A man entered a dentist’s clinic and sat down to have his teeth fixed. “I can feel a huge cavity with my tongue,” he said. The dentist examined the man’s teeth and said, “It’ll only be a small filling.” “But why does it feel so large?” asked the patient.
“Just the natural tendency of the tongue to exaggerate,” replied the dentist with a twinkle in his eye. A woman said to a preacher, “I have a habit that I know is hurting my life – the habit of exaggeration. I start to tell something and I go on and on enlarging the story. People suspect it’s not true, and they lose confidence in me. I’m trying to get over it. Could you help me?”
“Let’s pray over it,” said the preacher. She prayed, “Lord, You know I have this habit of exaggeration…” At this point the preacher interrupted, “Call it lying and you may get over it!” The woman was deeply convicted and realized immediately how wrong her habit was.
We often excuse our pet habits by giving them acceptable names. Our bad temper we call ‘nerves; our untruthfulness, ‘exaggeration’; our dishonesty we can ‘good business’. If we don’t want to be another liar, we need to overcome these habits, bring them out into the open, call them honestly by name and sincerely try to change ourselves.
A friend of mine, staying out in the countryside called me recently to tell me that along with his pack of dogs, he was also keeping a baby fox. “Be careful,” I said, as I put down the phone and remembered a story: A family found a wolf cub in the forest and decided to rear it in their home along with their baby son. The cub and the little boy grew up together and became playmates and friends. One day the mother who was washing clothes beside a nearby stream found her child nowhere nearby.
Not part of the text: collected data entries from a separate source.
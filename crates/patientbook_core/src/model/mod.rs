//! Patient domain model.
//!
//! # Responsibility
//! - Define validated value types for patients and their events.
//! - Define the partial-update descriptor applied by the service layer.
//!
//! # Invariants
//! - Every value is validated on construction and immutable afterwards.
//! - Edits produce new values; nothing is updated in place.

pub mod descriptor;
pub mod event;
pub mod patient;
pub mod sample;
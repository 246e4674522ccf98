//! Core domain logic for patientbook.
//! This crate is the single source of truth for business invariants.

pub mod config;
pub mod logging;
pub mod model;
pub mod parser;
pub mod render;
pub mod repo;
pub mod service;

pub use config::{ConfigError, CoreConfig};
pub use logging::{default_log_level, init_logging, init_logging_from_config, logging_status};
pub use model::descriptor::{CollectionEdit, EditPatientDescriptor};
pub use model::event::{
    is_valid_event_name, is_valid_event_spec, is_valid_time_range, DateOrdering, EventNameRule,
    EventSpec, EventSpecRecord, EventValidationError, TimeRange,
};
pub use model::patient::{
    FamilyCondition, FieldValidationError, FoodPreference, Hobby, Name, Patient,
    PatientHospitalId, PreferredName, Tag,
};
pub use model::sample::sample_patients;
pub use parser::fields::{DuplicateFieldError, FieldKey, RawFields};
pub use parser::resolver::{PartialUpdateResolver, ResolveError, MESSAGE_NOT_EDITED};
pub use render::render_patient_card;
pub use repo::patient_repo::{InMemoryPatientRepository, PatientRepository, RepoError, RepoResult};
pub use service::patient_service::{PatientService, PatientServiceError, ServiceResult};

/// Minimal health-check API for early integration.
pub fn ping() -> &'static str {
    "pong"
}

/// Returns the core crate version.
pub fn core_version() -> &'static str {
    env!("CARGO_PKG_VERSION")
}

#[cfg(test)]
mod tests {
    use super::{core_version, ping};

    #[test]
    fn ping_returns_pong() {
        assert_eq!(ping(), "pong");
    }

    #[test]
    fn version_is_not_empty() {
        assert!(!core_version().is_empty());
    }
}
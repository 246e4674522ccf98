//! Sample patients for first-run seeding and smoke checks.
//!
//! Built through `PartialUpdateResolver::resolve_patient`, so every sample
//! passes exactly the validation a typed-in patient would. Sample event names
//! are plain words; under `EventNameRule::RequireSymbol` they get a trailing
//! `!` so they load under either rule.

use crate::model::event::EventNameRule;
use crate::model::patient::Patient;
use crate::parser::fields::{FieldKey, RawFields};
use crate::parser::resolver::{PartialUpdateResolver, ResolveError};

struct SamplePatient {
    hospital_id: &'static str,
    name: &'static str,
    preferred_name: &'static str,
    food_preferences: &'static [&'static str],
    family_conditions: &'static [&'static str],
    hobbies: &'static [&'static str],
    tags: &'static [&'static str],
    events: &'static [(&'static str, &'static str)],
}

const SAMPLE_PATIENTS: &[SamplePatient] = &[
    SamplePatient {
        hospital_id: "12345",
        name: "Alex Yeoh Jia Jun",
        preferred_name: "Alex",
        food_preferences: &["Chicken rice"],
        family_conditions: &["Stable", "Has 2 sons that visits him regularly"],
        hobbies: &["Singing karaoke"],
        tags: &["diabetes"],
        events: &[("Birthday celebration", "20-12-2024")],
    },
    SamplePatient {
        hospital_id: "12346",
        name: "Bernice Yu Sheng Huat",
        preferred_name: "Bern",
        food_preferences: &["Char Kuay Tiao", "Black Carrot Cake"],
        family_conditions: &["Lives alone", "no family members around"],
        hobbies: &["Playing Mahjong"],
        tags: &["high blood pressure"],
        events: &[("Family Visit", "30-03-2024, 15:00 - 18:00")],
    },
    SamplePatient {
        hospital_id: "12347",
        name: "Mary Jane",
        preferred_name: "Mary",
        food_preferences: &["Korean"],
        family_conditions: &["Lives with only daughter", "quarrels regularly with daughter"],
        hobbies: &["Watching Drama"],
        tags: &["fall risk"],
        events: &[],
    },
    SamplePatient {
        hospital_id: "12348",
        name: "David Li",
        preferred_name: "David",
        food_preferences: &["Bak Kut Teh"],
        family_conditions: &["Son visits him every weekend"],
        hobbies: &["Plays erhu"],
        tags: &["diabetes", "skin irritation"],
        events: &[],
    },
    SamplePatient {
        hospital_id: "12349",
        name: "Irfan Ibrahim",
        preferred_name: "Fan",
        food_preferences: &["Roti Prata"],
        family_conditions: &["Children encountered accident 2 months ago"],
        hobbies: &["Plays badminton"],
        tags: &["tumour"],
        events: &[],
    },
    SamplePatient {
        hospital_id: "12350",
        name: "Roy Balakrishnan",
        preferred_name: "Rony",
        food_preferences: &["Fish Ball Soup"],
        family_conditions: &["Financial problem"],
        hobbies: &["Jog around park"],
        tags: &["wheelchair"],
        events: &[],
    },
];

impl SamplePatient {
    fn raw_fields(&self, rule: EventNameRule) -> RawFields {
        let mut fields = RawFields::new()
            .with(FieldKey::HospitalId, self.hospital_id)
            .with(FieldKey::Name, self.name)
            .with(FieldKey::PreferredName, self.preferred_name);
        let collections = [
            (FieldKey::FoodPreference, self.food_preferences),
            (FieldKey::FamilyCondition, self.family_conditions),
            (FieldKey::Hobby, self.hobbies),
            (FieldKey::Tag, self.tags),
        ];
        for (key, values) in collections {
            for value in values {
                fields.push(key, *value);
            }
        }
        for (name, spec) in self.events {
            fields.push(FieldKey::EventName, sample_event_name(name, rule));
            fields.push(FieldKey::EventDate, *spec);
        }
        fields
    }
}

fn sample_event_name(name: &str, rule: EventNameRule) -> String {
    match rule {
        EventNameRule::RequireSymbol => format!("{name}!"),
        EventNameRule::AlphanumericOnly => name.to_string(),
    }
}

/// Builds the sample patients with `resolver`'s rules.
///
/// Event names are shaped to the resolver's `EventNameRule`, so seeding
/// succeeds under every configured rule.
pub fn sample_patients(resolver: &PartialUpdateResolver) -> Result<Vec<Patient>, ResolveError> {
    let rule = resolver.event_name_rule();
    SAMPLE_PATIENTS
        .iter()
        .map(|sample| resolver.resolve_patient(&sample.raw_fields(rule)))
        .collect()
}

#[cfg(test)]
mod tests {
    use super::sample_patients;
    use crate::model::event::EventNameRule;
    use crate::parser::resolver::PartialUpdateResolver;

    #[test]
    fn samples_resolve_with_default_rules() {
        let patients = sample_patients(&PartialUpdateResolver::default()).unwrap();
        assert_eq!(patients.len(), 6);
        assert_eq!(patients[0].events().len(), 1);
        assert_eq!(
            patients[1].events().iter().next().unwrap().to_string(),
            "Family Visit! (30-03-2024, from 15:00 to 18:00)"
        );
    }

    #[test]
    fn samples_resolve_under_alphanumeric_only_rule() {
        let resolver = PartialUpdateResolver::with_event_name_rule(EventNameRule::AlphanumericOnly);
        let patients = sample_patients(&resolver).unwrap();
        assert_eq!(patients.len(), 6);
        assert_eq!(
            patients[0].events().iter().next().unwrap().to_string(),
            "Birthday celebration (20-12-2024)"
        );
        assert_eq!(
            patients[1].events().iter().next().unwrap().to_string(),
            "Family Visit (30-03-2024, from 15:00 to 18:00)"
        );
    }
}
She called his name, but here was no answer nor sign of the now fully grown wolf. Alarmed the mother ran all over the place calling out to her little boy. Only silence greeted her. Frantically the woman dashed into the forest. There she found her child. But it was too late, the youngster had been killed by the wolf. Heartbroken she picked up his lifeless body, drew him close to her heart and carried him home, crying bitterly.
Exaggeration is a wolf. First you enjoy playing with it, nuzzling yourself in its seductive fur. It looks so innocent and harmless, yet surely but slowly it grows till one day with vampire like snarl and a roar it fells you and makes you another victim. Exaggerations, twists and outright lies, Define the words of fools; But those who follow truth will have, A life, where wisdom rules.